Baca juga: Qirā’at QS. Al-Ahzab: 33 dan Ruang Karir Perempuan dalam Perspektif Matan Syatibi
Peran Ontologi dan Epistemologi di Dunia Maya
Fenomena deepfake menegaskan pentingnya peran filsafat ilmu dalam kehidupan modern. Epistemologi mengajarkan bahwa kebenaran harus diuji melalui sumber yang jelas, metode yang dapat ditelusuri, dan alasan yang rasional. Sementara itu, ontologi mengingatkan bahwa realitas digital tidak selalu merepresentasikan kenyataan yang sebenarnya. Dengan memahami kedua prinsip ini, masyarakat dapat bersikap lebih waspada terhadap informasi visual yang tampak meyakinkan tetapi menyesatkan.

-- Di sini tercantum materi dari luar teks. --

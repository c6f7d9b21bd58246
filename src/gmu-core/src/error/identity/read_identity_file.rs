use crate::error::structured_file::StructuredFileError;
use std::path::PathBuf;
use thiserror::Error;

#[derive(Error, Debug)]
pub enum ReadIdentityFileError {
    #[error("Failed to load identity file {0}")]
    LoadIdentityFileFailed(PathBuf, #[source] StructuredFileError),
}
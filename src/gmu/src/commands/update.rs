use crate::lib::environment::Environment;
use crate::lib::error::GmuResult;
use anyhow::Context;
use slog::info;

pub fn exec(env: &dyn Environment) -> GmuResult {
    let registry = env
        .get_identity_manager()
        .synchronize()
        .context("Failed to update the identity registry.")?;
    info!(
        env.get_logger(),
        r#"Registry is up to date, current identity "{}"."#,
        registry.current_name()
    );
    Ok(())
}
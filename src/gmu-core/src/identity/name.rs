use crate::error::identity::InvalidIdentityNameError;
use crate::registry::RESERVED_SECTION_NAMES;
use std::fmt;
use std::str::FromStr;

/// A name that can be registered: usable as a registry section, as a token
/// in the space-separated user list, and as a suffix of an archive path.
#[derive(Clone, Debug, PartialEq, Eq, Hash, PartialOrd, Ord)]
pub struct IdentityName(String);

impl IdentityName {
    pub fn new(name: impl Into<String>) -> Result<Self, InvalidIdentityNameError> {
        let name = name.into();
        if name.is_empty() {
            return Err(InvalidIdentityNameError::Empty);
        }
        if name.chars().any(char::is_whitespace) {
            return Err(InvalidIdentityNameError::ContainsWhitespace(name));
        }
        if name.contains(['/', '\\']) {
            return Err(InvalidIdentityNameError::ContainsPathSeparator(name));
        }
        if name == "." || name == ".." {
            return Err(InvalidIdentityNameError::RelativePathComponent(name));
        }
        if RESERVED_SECTION_NAMES.contains(&name.as_str()) {
            return Err(InvalidIdentityNameError::Reserved(name));
        }
        Ok(Self(name))
    }

    pub fn as_str(&self) -> &str {
        &self.0
    }
}

impl FromStr for IdentityName {
    type Err = InvalidIdentityNameError;

    fn from_str(s: &str) -> Result<Self, Self::Err> {
        Self::new(s)
    }
}

impl fmt::Display for IdentityName {
    fn fmt(&self, f: &mut fmt::Formatter<'_>) -> fmt::Result {
        f.write_str(&self.0)
    }
}

impl AsRef<str> for IdentityName {
    fn as_ref(&self) -> &str {
        &self.0
    }
}

/// The ordered, duplicate-free list of every identity ever observed.
///
/// Stored in the registry as a single space-separated value. Membership is
/// decided per token, so `bob` is not a member of `bobby`.
#[derive(Clone, Debug, Default, PartialEq, Eq)]
pub struct IdentityNameSet {
    names: Vec<String>,
}

impl IdentityNameSet {
    pub fn new() -> Self {
        Self::default()
    }

    /// Parses a stored value. Repeated tokens keep their first position.
    pub fn parse(value: &str) -> Self {
        let mut set = Self::new();
        for token in value.split_whitespace() {
            set.push_token(token);
        }
        set
    }

    pub fn contains(&self, name: &str) -> bool {
        self.names.iter().any(|n| n == name)
    }

    /// Appends `name` unless it is already present. Returns whether it was added.
    pub fn insert(&mut self, name: &IdentityName) -> bool {
        self.push_token(name.as_str())
    }

    pub fn iter(&self) -> impl Iterator<Item = &str> + '_ {
        self.names.iter().map(String::as_str)
    }

    pub fn len(&self) -> usize {
        self.names.len()
    }

    pub fn is_empty(&self) -> bool {
        self.names.is_empty()
    }

    fn push_token(&mut self, token: &str) -> bool {
        if self.contains(token) {
            false
        } else {
            self.names.push(token.to_string());
            true
        }
    }
}

impl fmt::Display for IdentityNameSet {
    fn fmt(&self, f: &mut fmt::Formatter<'_>) -> fmt::Result {
        f.write_str(&self.names.join(" "))
    }
}

#[cfg(test)]
mod tests {
    use super::*;
    use proptest::prelude::*;

    #[test]
    fn rejects_names_that_break_the_registry() {
        assert_eq!(IdentityName::new(""), Err(InvalidIdentityNameError::Empty));
        assert!(matches!(
            IdentityName::new("John Doe"),
            Err(InvalidIdentityNameError::ContainsWhitespace(_))
        ));
        assert!(matches!(
            IdentityName::new("../etc"),
            Err(InvalidIdentityNameError::ContainsPathSeparator(_))
        ));
        assert!(matches!(
            IdentityName::new(".."),
            Err(InvalidIdentityNameError::RelativePathComponent(_))
        ));
        assert!(matches!(
            IdentityName::new("current"),
            Err(InvalidIdentityNameError::Reserved(_))
        ));
        assert!(matches!(
            IdentityName::new("users"),
            Err(InvalidIdentityNameError::Reserved(_))
        ));
        assert_eq!(IdentityName::new("alice").unwrap().as_str(), "alice");
    }

    #[test]
    fn membership_is_per_token() {
        let set = IdentityNameSet::parse("alice bobby");
        assert!(set.contains("bobby"));
        assert!(!set.contains("bob"));
        assert!(!set.contains("ali"));
    }

    #[test]
    fn parse_drops_repeated_tokens() {
        let set = IdentityNameSet::parse("  alice bob\talice  bob carol ");
        assert_eq!(set.to_string(), "alice bob carol");
    }

    #[test]
    fn insert_appends_in_order() {
        let mut set = IdentityNameSet::parse("alice");
        assert!(set.insert(&IdentityName::new("bob").unwrap()));
        assert!(!set.insert(&IdentityName::new("alice").unwrap()));
        assert_eq!(set.to_string(), "alice bob");
    }

    proptest! {
        #[test]
        fn inserting_never_duplicates(names in proptest::collection::vec("[a-t]{1,6}", 0..20)) {
            let mut set = IdentityNameSet::new();
            for name in &names {
                set.insert(&IdentityName::new(name.as_str()).unwrap());
                set.insert(&IdentityName::new(name.as_str()).unwrap());
            }
            let reparsed = IdentityNameSet::parse(&set.to_string());
            let tokens: Vec<&str> = reparsed.iter().collect();
            for (i, token) in tokens.iter().enumerate() {
                prop_assert!(!tokens[i + 1..].contains(token));
            }
            prop_assert_eq!(reparsed, set);
        }
    }
}
use crate::error::foundation::FoundationError;
use crate::error::identity::require_live_files::RequireLiveFilesError;
use crate::error::identity::require_live_files::RequireLiveFilesError::{
    IdentityFileNotFound, SshDirectoryNotFound,
};
use crate::foundation::get_user_home;
use crate::identity::IdentityName;
use std::path::{Path, PathBuf};

pub const IDENTITY_FILE_NAME: &str = ".gitconfig";
pub const SSH_DIR_NAME: &str = ".ssh";
pub const REGISTRY_FILE_NAME: &str = ".gmuconfig";

/// Where the live identity files and the registry live, relative to one home directory.
#[derive(Clone, Debug, PartialEq, Eq)]
pub struct IdentityLocations {
    home: PathBuf,
}

impl IdentityLocations {
    pub fn new(home: PathBuf) -> Self {
        Self { home }
    }

    pub fn from_environment() -> Result<Self, FoundationError> {
        get_user_home().map(Self::new)
    }

    pub fn home(&self) -> &Path {
        &self.home
    }

    pub fn identity_file_path(&self) -> PathBuf {
        self.home.join(IDENTITY_FILE_NAME)
    }

    pub fn ssh_dir_path(&self) -> PathBuf {
        self.home.join(SSH_DIR_NAME)
    }

    pub fn registry_path(&self) -> PathBuf {
        self.home.join(REGISTRY_FILE_NAME)
    }

    /// The program cannot do anything useful unless both live locations exist.
    pub fn require_live_files(&self) -> Result<(), RequireLiveFilesError> {
        let identity_file = self.identity_file_path();
        if !identity_file.exists() {
            return Err(IdentityFileNotFound(identity_file));
        }
        let ssh_dir = self.ssh_dir_path();
        if !ssh_dir.exists() {
            return Err(SshDirectoryNotFound(ssh_dir));
        }
        Ok(())
    }
}

/// Archives sit next to the live path: `~/.gitconfig` is archived for `alice` as `~/.gitconfig.alice`.
pub fn archive_path(live: &Path, identity: &IdentityName) -> PathBuf {
    let mut archived = live.as_os_str().to_os_string();
    archived.push(".");
    archived.push(identity.as_str());
    PathBuf::from(archived)
}
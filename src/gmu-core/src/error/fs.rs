use std::path::PathBuf;
use thiserror::Error;

#[derive(Error, Debug)]
pub enum FsErrorKind {
    #[error("Failed to canonicalize {0}: {1}")]
    CanonicalizeFailed(PathBuf, std::io::Error),

    #[error("Failed to copy {from} to {to}: {source}")]
    CopyFileFailed {
        from: PathBuf,
        to: PathBuf,
        source: std::io::Error,
    },

    #[error("Failed to create {0}: {1}")]
    CreateDirectoryFailed(PathBuf, std::io::Error),

    #[error("Failed to create file {0}: {1}")]
    CreateFileFailed(PathBuf, std::io::Error),

    #[error("Failed to create a staging directory in {0}: {1}")]
    CreateStagingDirectoryFailed(PathBuf, std::io::Error),

    #[error("Copied only {copied} of {expected} bytes from {from} to {to}")]
    IncompleteCopy {
        from: PathBuf,
        to: PathBuf,
        copied: u64,
        expected: u64,
    },

    #[error("Cannot determine parent folder for {0}")]
    NoParent(PathBuf),

    #[error("{0} is not a regular file")]
    NotARegularFile(PathBuf),

    #[error("Failed to read directory {0}: {1}")]
    ReadDirFailed(PathBuf, std::io::Error),

    #[error("Failed to read {0}: {1}")]
    ReadFileFailed(PathBuf, std::io::Error),

    #[error("Failed to read metadata of {0}: {1}")]
    ReadMetadataFailed(PathBuf, std::io::Error),

    #[error("Failed to read permissions of {0}: {1}")]
    ReadPermissionsFailed(PathBuf, std::io::Error),

    #[error("Failed to read {0} as string: {1}")]
    ReadToStringFailed(PathBuf, std::io::Error),

    #[error("Failed to rename {from} to {to}: {source}")]
    RenameFailed {
        from: PathBuf,
        to: PathBuf,
        source: std::io::Error,
    },

    #[error("Failed to write to {0}: {1}")]
    WriteFileFailed(PathBuf, std::io::Error),

    #[error("Failed to set permissions of {0}: {1}")]
    WritePermissionsFailed(PathBuf, std::io::Error),
}

#[derive(Error, Debug)]
#[error(transparent)]
pub struct FsError(pub Box<FsErrorKind>);

impl FsError {
    pub fn new(kind: FsErrorKind) -> Self {
        FsError(Box::new(kind))
    }

    pub fn kind(&self) -> &FsErrorKind {
        &self.0
    }
}

impl From<FsErrorKind> for FsError {
    fn from(kind: FsErrorKind) -> Self {
        FsError::new(kind)
    }
}
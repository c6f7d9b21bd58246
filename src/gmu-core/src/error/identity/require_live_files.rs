use std::path::PathBuf;
use thiserror::Error;

#[derive(Error, Debug)]
pub enum RequireLiveFilesError {
    #[error("No .gitconfig found at {0}.")]
    IdentityFileNotFound(PathBuf),

    #[error("No .ssh directory found at {0}.")]
    SshDirectoryNotFound(PathBuf),
}
use crate::config::gmu_version_str;
use crate::lib::environment::Environment;
use crate::lib::error::{GmuError, GmuResult};
use crate::CliOpts;

mod checkout;
mod list;
mod update;
mod whoami;

/// What a single invocation does. When several flags are given the first one
/// in this order wins.
#[derive(Clone, Debug, PartialEq, Eq)]
pub enum GmuCommand {
    Version,
    Whoami,
    Update,
    List,
    Checkout(String),
    Usage,
}

impl From<&CliOpts> for GmuCommand {
    fn from(opts: &CliOpts) -> Self {
        if opts.print_version {
            GmuCommand::Version
        } else if opts.whoami {
            GmuCommand::Whoami
        } else if opts.update {
            GmuCommand::Update
        } else if opts.all {
            GmuCommand::List
        } else if let Some(name) = opts.checkout.as_deref().filter(|name| !name.is_empty()) {
            GmuCommand::Checkout(name.to_string())
        } else {
            GmuCommand::Usage
        }
    }
}

/// Commands that do not need a home directory.
pub fn exec_without_env(cmd: GmuCommand) -> GmuResult {
    match cmd {
        GmuCommand::Version => println!("Version: {}", gmu_version_str()),
        _ => println!("Try 'gmu -h' for more options."),
    }
    Ok(())
}

/// Runs `cmd`. Failures are logged and do not change the exit status.
pub fn exec(env: &dyn Environment, cmd: GmuCommand) -> GmuResult {
    let result = match cmd {
        GmuCommand::Whoami => whoami::exec(env),
        GmuCommand::Update => update::exec(env),
        GmuCommand::List => list::exec(env),
        GmuCommand::Checkout(name) => checkout::exec(env, &name),
        GmuCommand::Version => exec_without_env(GmuCommand::Version),
        GmuCommand::Usage => exec_without_env(GmuCommand::Usage),
    };
    if let Err(err) = result {
        report(env, &err);
    }
    Ok(())
}

pub fn report(env: &dyn Environment, err: &GmuError) {
    slog::error!(env.get_logger(), "{:#}", err);
}
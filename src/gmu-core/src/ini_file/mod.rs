//! Loading and saving INI documents.
//!
//! Both the registry and the git identity file go through here, so parse
//! and I/O failures come back as a [`StructuredFileError`] naming the file.
use crate::error::structured_file::StructuredFileError;
use crate::error::structured_file::StructuredFileError::{
    DeserializeIniFileFailed, ReadIniFileFailed, SerializeIniFileFailed,
};
use ini::Ini;
use std::path::Path;

pub fn load_ini_file(path: &Path) -> Result<Ini, StructuredFileError> {
    let content = crate::fs::read_to_string(path).map_err(ReadIniFileFailed)?;

    Ini::load_from_str(&content).map_err(|err| DeserializeIniFileFailed(path.to_path_buf(), err))
}

pub fn serialize_ini(path: &Path, document: &Ini) -> Result<Vec<u8>, StructuredFileError> {
    let mut content = Vec::new();
    document
        .write_to(&mut content)
        .map_err(|err| SerializeIniFileFailed(path.to_path_buf(), err))?;
    Ok(content)
}
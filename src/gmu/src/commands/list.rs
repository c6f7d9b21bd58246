use crate::lib::environment::Environment;
use crate::lib::error::GmuResult;
use anyhow::Context;

/// Prints every registered identity, `*` marking the current one.
pub fn exec(env: &dyn Environment) -> GmuResult {
    let listing = env
        .get_identity_manager()
        .list()
        .context("Failed to list identities.")?;
    for identity in listing.iter() {
        println!("{}", identity);
    }
    Ok(())
}
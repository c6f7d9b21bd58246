use crate::error::registry::archive::ArchiveError;
use crate::error::registry::load_registry::LoadRegistryError;
use crate::error::registry::save_registry::SaveRegistryError;
use thiserror::Error;

#[derive(Error, Debug)]
pub enum SynchronizeError {
    #[error("Failed to load the identity registry")]
    LoadRegistryFailed(#[source] LoadRegistryError),

    #[error("Failed to archive the current identity")]
    ArchiveFailed(#[source] ArchiveError),

    #[error("Failed to save the identity registry")]
    SaveRegistryFailed(#[source] SaveRegistryError),
}
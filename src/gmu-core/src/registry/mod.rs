//! The registry: a small INI file recording every identity gmu has seen.
//!
//! ```text
//! [current]
//! name=alice
//! gitconfig=/home/dev/.gitconfig
//! sshconfig=/home/dev/.ssh
//!
//! [users]
//! name=alice bob
//!
//! [alice]
//! gitconfig=/home/dev/.gitconfig.alice
//! sshconfig=/home/dev/.ssh.alice
//! ```
use crate::config::locations::IdentityLocations;
use crate::error::registry::load_registry::LoadRegistryError;
use crate::error::registry::load_registry::LoadRegistryError::{
    CreateRegistryFileFailed, LoadRegistryFileFailed, RegistryNotFound,
};
use crate::error::registry::save_registry::SaveRegistryError;
use crate::error::registry::save_registry::SaveRegistryError::{
    SerializeRegistryFailed, StageRegistryFailed, WriteRegistryFailed,
};
use crate::fs::StagingDir;
use crate::identity::{IdentityName, IdentityNameSet};
use crate::ini_file::{load_ini_file, serialize_ini};
use ini::Ini;
use std::path::{Path, PathBuf};

pub mod synchronize;

pub const CURRENT_SECTION: &str = "current";
pub const USERS_SECTION: &str = "users";
pub const RESERVED_SECTION_NAMES: [&str; 2] = [CURRENT_SECTION, USERS_SECTION];

pub const NAME_KEY: &str = "name";
pub const IDENTITY_FILE_KEY: &str = "gitconfig";
pub const SSH_DIR_KEY: &str = "sshconfig";

#[derive(Clone, Debug)]
pub struct Registry {
    path: PathBuf,
    document: Ini,
}

impl Registry {
    /// Loads an existing registry. A missing file is reported, not created.
    pub fn load(path: &Path) -> Result<Self, LoadRegistryError> {
        if !path.exists() {
            return Err(RegistryNotFound(path.to_path_buf()));
        }
        let document =
            load_ini_file(path).map_err(|err| LoadRegistryFileFailed(path.to_path_buf(), err))?;
        Ok(Self {
            path: path.to_path_buf(),
            document,
        })
    }

    /// Loads the registry, first creating an empty file if there is none.
    pub fn load_or_create(path: &Path) -> Result<Self, LoadRegistryError> {
        if !path.exists() {
            crate::fs::create_empty_file(path).map_err(CreateRegistryFileFailed)?;
        }
        Self::load(path)
    }

    pub fn path(&self) -> &Path {
        &self.path
    }

    /// Writes the registry back to disk if its content changed.
    ///
    /// The new content is staged next to the registry and renamed over it.
    /// A symlinked registry is written through to its target.
    /// Returns whether anything was written.
    pub fn save(&self) -> Result<bool, SaveRegistryError> {
        let content = serialize_ini(&self.path, &self.document).map_err(SerializeRegistryFailed)?;
        if crate::fs::read(&self.path).is_ok_and(|on_disk| on_disk == content) {
            return Ok(false);
        }

        let target = crate::fs::resolve_symlink(&self.path).map_err(StageRegistryFailed)?;
        let parent = crate::fs::parent(&target).map_err(StageRegistryFailed)?;
        let staging = StagingDir::new_in(&parent).map_err(StageRegistryFailed)?;
        let staged = staging.path().join(crate::config::locations::REGISTRY_FILE_NAME);
        crate::fs::write(&staged, content).map_err(StageRegistryFailed)?;
        crate::fs::rename(&staged, &target).map_err(WriteRegistryFailed)?;
        Ok(true)
    }

    /// The active identity name. Empty when unknown.
    pub fn current_name(&self) -> &str {
        self.get(CURRENT_SECTION, NAME_KEY).unwrap_or_default()
    }

    pub(crate) fn set_current_name(&mut self, name: &str) {
        self.set(CURRENT_SECTION, NAME_KEY, name);
    }

    pub fn current_identity_file_path(&self) -> Option<PathBuf> {
        self.get_path(CURRENT_SECTION, IDENTITY_FILE_KEY)
    }

    pub fn current_ssh_dir_path(&self) -> Option<PathBuf> {
        self.get_path(CURRENT_SECTION, SSH_DIR_KEY)
    }

    /// The live identity file every command works on: `[current]` first, the home default otherwise.
    pub fn live_identity_file_path(&self, locations: &IdentityLocations) -> PathBuf {
        self.current_identity_file_path()
            .unwrap_or_else(|| locations.identity_file_path())
    }

    pub fn live_ssh_dir_path(&self, locations: &IdentityLocations) -> PathBuf {
        self.current_ssh_dir_path()
            .unwrap_or_else(|| locations.ssh_dir_path())
    }

    pub fn users(&self) -> IdentityNameSet {
        IdentityNameSet::parse(self.get(USERS_SECTION, NAME_KEY).unwrap_or_default())
    }

    pub(crate) fn has_users(&self) -> bool {
        self.get(USERS_SECTION, NAME_KEY).is_some()
    }

    pub(crate) fn set_users(&mut self, users: &IdentityNameSet) {
        self.set(USERS_SECTION, NAME_KEY, &users.to_string());
    }

    pub fn archived_identity_file_path(&self, identity: &IdentityName) -> Option<PathBuf> {
        self.get_path(identity.as_str(), IDENTITY_FILE_KEY)
    }

    pub fn archived_ssh_dir_path(&self, identity: &IdentityName) -> Option<PathBuf> {
        self.get_path(identity.as_str(), SSH_DIR_KEY)
    }

    pub(crate) fn set_archived_identity_file_path(&mut self, identity: &IdentityName, path: &Path) {
        self.set(identity.as_str(), IDENTITY_FILE_KEY, &path.to_string_lossy());
    }

    pub(crate) fn set_archived_ssh_dir_path(&mut self, identity: &IdentityName, path: &Path) {
        self.set(identity.as_str(), SSH_DIR_KEY, &path.to_string_lossy());
    }

    /// Sets `key` only if the section does not have it yet.
    pub(crate) fn ensure(&mut self, section: &str, key: &str, default: &str) -> bool {
        if self.get(section, key).is_some() {
            false
        } else {
            self.set(section, key, default)
        }
    }

    fn get(&self, section: &str, key: &str) -> Option<&str> {
        self.document
            .section(Some(section))
            .and_then(|properties| properties.get(key))
    }

    fn get_path(&self, section: &str, key: &str) -> Option<PathBuf> {
        self.get(section, key)
            .filter(|value| !value.is_empty())
            .map(PathBuf::from)
    }

    // Leaves the document untouched when the value is unchanged, so keys keep their order.
    fn set(&mut self, section: &str, key: &str, value: &str) -> bool {
        if self.get(section, key) == Some(value) {
            return false;
        }
        self.document.with_section(Some(section)).set(key, value);
        true
    }
}

#[cfg(test)]
mod tests {
    use super::*;

    #[test]
    fn load_reports_missing_registry() {
        let home = tempfile::tempdir().unwrap();
        let err = Registry::load(&home.path().join(".gmuconfig")).unwrap_err();
        assert!(matches!(err, RegistryNotFound(_)));
    }

    #[test]
    fn load_or_create_starts_empty() {
        let home = tempfile::tempdir().unwrap();
        let path = home.path().join(".gmuconfig");

        let registry = Registry::load_or_create(&path).unwrap();
        assert!(path.exists());
        assert_eq!(registry.current_name(), "");
        assert!(registry.users().is_empty());
        assert!(!registry.has_users());
    }

    #[test]
    fn malformed_registry_fails_to_load() {
        let home = tempfile::tempdir().unwrap();
        let path = home.path().join(".gmuconfig");
        std::fs::write(&path, "[current\nname=alice\n").unwrap();

        let err = Registry::load_or_create(&path).unwrap_err();
        assert!(matches!(err, LoadRegistryFileFailed(..)));
    }

    #[test]
    fn ensure_never_overwrites() {
        let home = tempfile::tempdir().unwrap();
        let mut registry = Registry::load_or_create(&home.path().join(".gmuconfig")).unwrap();

        assert!(registry.ensure(CURRENT_SECTION, IDENTITY_FILE_KEY, "/a"));
        assert!(!registry.ensure(CURRENT_SECTION, IDENTITY_FILE_KEY, "/b"));
        assert_eq!(registry.current_identity_file_path(), Some(PathBuf::from("/a")));
    }

    #[test]
    fn save_writes_only_on_change() {
        let home = tempfile::tempdir().unwrap();
        let path = home.path().join(".gmuconfig");
        let mut registry = Registry::load_or_create(&path).unwrap();
        registry.set_current_name("alice");

        assert!(registry.save().unwrap());
        assert!(!registry.save().unwrap());

        let reloaded = Registry::load(&path).unwrap();
        assert_eq!(reloaded.current_name(), "alice");
        assert!(!reloaded.save().unwrap());
    }

    #[cfg(unix)]
    #[test]
    fn save_writes_through_a_symlinked_registry() {
        let home = tempfile::tempdir().unwrap();
        let dotfile = home.path().join("dotfiles_gmuconfig");
        std::fs::write(&dotfile, "").unwrap();
        let path = home.path().join(".gmuconfig");
        std::os::unix::fs::symlink(&dotfile, &path).unwrap();

        let mut registry = Registry::load(&path).unwrap();
        registry.set_current_name("alice");
        assert!(registry.save().unwrap());

        assert!(std::fs::symlink_metadata(&path).unwrap().file_type().is_symlink());
        assert_eq!(Registry::load(&dotfile).unwrap().current_name(), "alice");
    }

    #[test]
    fn live_paths_prefer_the_recorded_ones() {
        let home = tempfile::tempdir().unwrap();
        let locations = IdentityLocations::new(home.path().to_path_buf());
        let mut registry = Registry::load_or_create(&locations.registry_path()).unwrap();
        assert_eq!(
            registry.live_identity_file_path(&locations),
            locations.identity_file_path()
        );

        registry.ensure(CURRENT_SECTION, IDENTITY_FILE_KEY, "/work/.gitconfig");
        assert_eq!(
            registry.live_identity_file_path(&locations),
            PathBuf::from("/work/.gitconfig")
        );
        assert_eq!(registry.live_ssh_dir_path(&locations), locations.ssh_dir_path());
    }

    #[test]
    fn archived_paths_are_per_identity() {
        let home = tempfile::tempdir().unwrap();
        let mut registry = Registry::load_or_create(&home.path().join(".gmuconfig")).unwrap();
        let alice = IdentityName::new("alice").unwrap();
        let bob = IdentityName::new("bob").unwrap();

        registry.set_archived_identity_file_path(&alice, Path::new("/h/.gitconfig.alice"));
        assert_eq!(
            registry.archived_identity_file_path(&alice),
            Some(PathBuf::from("/h/.gitconfig.alice"))
        );
        assert_eq!(registry.archived_ssh_dir_path(&alice), None);
        assert_eq!(registry.archived_identity_file_path(&bob), None);
    }
}
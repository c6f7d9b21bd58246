use crate::error::fs::FsError;
use std::path::PathBuf;
use thiserror::Error;

#[derive(Error, Debug)]
pub enum ArchiveError {
    #[error("Failed to archive {live} as {archive}")]
    ArchiveIdentityFileFailed {
        live: PathBuf,
        archive: PathBuf,
        #[source]
        source: FsError,
    },

    #[error("Failed to archive {live} as {archive}")]
    ArchiveSshDirectoryFailed {
        live: PathBuf,
        archive: PathBuf,
        #[source]
        source: FsError,
    },
}
pub mod environment;
pub mod error;
pub mod logger;
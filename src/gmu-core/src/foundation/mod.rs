use crate::error::foundation::FoundationError;
use crate::error::foundation::FoundationError::NoHomeInEnvironment;
use std::path::PathBuf;

pub fn get_user_home() -> Result<PathBuf, FoundationError> {
    std::env::var_os("HOME")
        .filter(|home| !home.is_empty())
        .map(PathBuf::from)
        .ok_or(NoHomeInEnvironment())
}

Tradisi Pendidikan Islam dan Berpikir Menyeluruh
Dalam dunia pendidikan Islam, pendekatan berpikir kritis telah lama diajarkan melalui integrasi agama, bahasa, logika, dan ilmu sosial. Tujuannya adalah membentuk cara pandang yang menyeluruh dan tidak parsial. Pendekatan ini menjadi sangat relevan di era modern, ketika informasi sering dipahami secara sepotong-sepotong. Tradisi keilmuan Islam berupaya menjaga keseimbangan antara akal dan nilai moral agar ilmu pengetahuan tidak kehilangan arah dan makna.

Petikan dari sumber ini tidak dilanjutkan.